The standard UUID format is 32 hexadecimal digits divided into five segments of 36 characters of the form 8-4-4-12. UUID is the simplest solution, which is locally generated and has high performance and no network time consuming. However, it has obvious disadvantages and occupies a lot of storage space. In addition, there are performance problems in creating indexes as primary keys and querying based on indexes, especially in InnoDb engine.
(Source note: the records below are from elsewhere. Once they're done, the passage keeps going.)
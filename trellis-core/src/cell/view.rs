//! Render-oriented views over cells.
//!
//! A [`CellView`] maps a cell's state transitions onto the three questions a
//! consumer asks before rendering: is it pending, what is the result, what
//! went wrong. The stale-while-revalidate policy decides whether a cell that
//! is refreshing keeps exposing its previous result, so consumers can avoid
//! flicker while new data is in flight.

use std::sync::Arc;

use crate::cell::handle::{CellHandle, CellId};
use crate::cell::state::Phase;
use crate::cell::values::DepValues;
use crate::engine::Engine;
use crate::error::CellError;

/// Read-only consumer view of a single cell.
pub struct CellView<T> {
    engine: Engine,
    handle: CellHandle<T>,
    show_last: bool,
}

impl<T> CellView<T>
where
    T: Send + Sync + 'static,
{
    pub(crate) fn new(engine: Engine, handle: CellHandle<T>, show_last: bool) -> Self {
        Self {
            engine,
            handle,
            show_last,
        }
    }

    /// Override the engine-wide stale-while-revalidate policy for this view.
    pub fn show_last_result_while_recomputing(mut self, enabled: bool) -> Self {
        self.show_last = enabled;
        self
    }

    pub fn handle(&self) -> CellHandle<T> {
        self.handle
    }

    /// True while a computation is requested or in flight (including before
    /// the first one starts).
    pub fn is_pending(&self) -> bool {
        self.engine.read(&self.handle).is_pending()
    }

    /// The last settled result.
    ///
    /// `None` if the cell never settled `Ready`, or if it is currently
    /// recomputing and the stale-while-revalidate policy is off.
    pub fn result(&self) -> Option<Arc<T>> {
        let snapshot = self.engine.read(&self.handle);
        match snapshot.phase {
            Phase::Ready | Phase::Failed => snapshot.value,
            Phase::NotStarted | Phase::Pending => {
                if self.show_last {
                    snapshot.value
                } else {
                    None
                }
            }
        }
    }

    /// The last failure, if the most recent settlement was an error.
    pub fn error(&self) -> Option<CellError> {
        self.engine.read(&self.handle).error
    }
}

/// Combined state of a group of cells, as produced by
/// [`Engine::await_all`](crate::engine::Engine::await_all).
#[derive(Debug, Clone)]
pub enum CompositeState {
    /// At least one input has not settled (and none has failed).
    Pending,

    /// At least one input failed; `source` is the first failed cell in
    /// declaration order.
    Failed { source: CellId, error: CellError },

    /// Every input is ready; results are accessed by handle.
    Ready(DepValues),
}

impl CompositeState {
    pub fn is_pending(&self) -> bool {
        matches!(self, CompositeState::Pending)
    }

    pub fn is_failed(&self) -> bool {
        matches!(self, CompositeState::Failed { .. })
    }

    pub fn is_ready(&self) -> bool {
        matches!(self, CompositeState::Ready(_))
    }

    /// The resolved values, if every input is ready.
    pub fn values(&self) -> Option<&DepValues> {
        match self {
            CompositeState::Ready(values) => Some(values),
            _ => None,
        }
    }
}

#[cfg(test)]
mod tests {
    use super::*;
    use std::sync::atomic::{AtomicUsize, Ordering};

    #[tokio::test]
    async fn failed_cell_keeps_reporting_last_good_result() {
        let engine = Engine::new();
        let runs = Arc::new(AtomicUsize::new(0));
        let seen = Arc::clone(&runs);
        let cell = engine.declare("refresh", || vec![], move |_| {
            let runs = Arc::clone(&seen);
            async move {
                if runs.fetch_add(1, Ordering::SeqCst) == 0 {
                    Ok("x".to_string())
                } else {
                    Err::<String, crate::error::BoxError>("refresh failed".into())
                }
            }
        });

        let first = engine.settled(&cell).await;
        assert_eq!(first.value.as_deref(), Some(&"x".to_string()));

        engine.invalidate(cell);
        while !engine.read(&cell).is_pending() {
            tokio::task::yield_now().await;
        }
        let second = engine.settled(&cell).await;
        assert!(second.is_failed());

        // The last good value stays available next to the error, so a
        // consumer can render stale data with an error badge.
        let view = engine.view(cell);
        assert!(!view.is_pending());
        assert_eq!(view.result().as_deref(), Some(&"x".to_string()));
        assert!(view.error().is_some());
    }

    #[tokio::test]
    async fn view_reports_result_and_error() {
        let engine = Engine::new();
        let good = engine.declare("good", || vec![], |_| async { Ok("data".to_string()) });
        let bad = engine.declare("bad", || vec![], |_| async {
            Err::<String, crate::error::BoxError>("timeout".into())
        });

        engine.settled(&good).await;
        engine.settled(&bad).await;

        let good_view = engine.view(good);
        assert!(!good_view.is_pending());
        assert_eq!(good_view.result().as_deref(), Some(&"data".to_string()));
        assert!(good_view.error().is_none());

        let bad_view = engine.view(bad);
        assert!(bad_view.result().is_none());
        assert!(bad_view.error().is_some());
    }

    #[tokio::test]
    async fn view_on_unstarted_cell_is_pending_with_no_result() {
        let engine = Engine::new();
        let cell = engine.declare("slow", || vec![], |_| async { Ok(1u8) });

        let view = engine.view(cell).show_last_result_while_recomputing(true);
        assert!(view.is_pending());
        assert!(view.result().is_none());
        assert!(view.error().is_none());
    }

    #[tokio::test]
    async fn composite_accessors() {
        let engine = Engine::new();
        let a = engine.declare("a", || vec![], |_| async { Ok(1u32) });
        let b = engine.declare("b", || vec![], |_| async { Ok(2u32) });
        engine.settled(&a).await;
        engine.settled(&b).await;

        let composite = engine.await_all(&[a.into(), b.into()]);
        assert!(composite.is_ready());
        let values = composite.values().unwrap();
        assert_eq!(*values.get(a).unwrap(), 1);
        assert_eq!(*values.get(b).unwrap(), 2);
    }
}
Maintain the primary key ID table with the database

Create sequence table in database:

CREATE TABLE `sequence` (  
  `id` bigint(20) unsigned NOT NULL auto_increment,  
  `stub` char(1) NOT NULL default ' ',  
  PRIMARY KEY  (`id`),  
  UNIQUE KEY `stub` (`stub`)  
) ENGINE=MyISAM;
Copy the code

The stub field is set as a unique index, and the same stub value has only one record in the Sequence table. You can have the global ID of the birthdays of multiple tables at the same time. Using the MyISAM engine instead of InnoDb has achieved higher performance. MyISAM uses a table lock, and reads and writes to the table are serial, so you don’t have to worry about reading the same ID twice concurrently. When a globally unique ID is required, execute:

REPLACE INTO sequence (stub) VALUES ('a');  
SELECT 1561439;  
Copy the code

This scheme is relatively simple, but its disadvantages are obvious: there is a single point of problem, strong dependence on DB, when DB is abnormal, the whole system can not be used. Configuring the primary and secondary can increase availability. In addition, the performance bottleneck is limited to the read and write performance of a single Mysql server. There is another primary key generation strategy, similar to the Sequence table scheme, which better solves the single point and performance bottlenecks. The overall idea of this scheme is to set up more than two servers for global ID generation, deploy only one database on each server, and each database has a sequence table to record the current global ID. The step size that grows in the table is the number of libraries, starting with staggered values so that the generated ID is hashed to each database

Snowflake Distributed auto-increment ID algorithm

  • The first digit is unused
  • The next 41 bits are milliseconds, and the length of the 41 bits represents 69 years
  • 5-bit datacenterId, 5-bit workerId. A maximum of 1024 nodes can be deployed in 10 characters
  • The last 12 bits are counted in milliseconds, and the 12-bit counting sequence number supports 4096 ID sequences per millisecond per node.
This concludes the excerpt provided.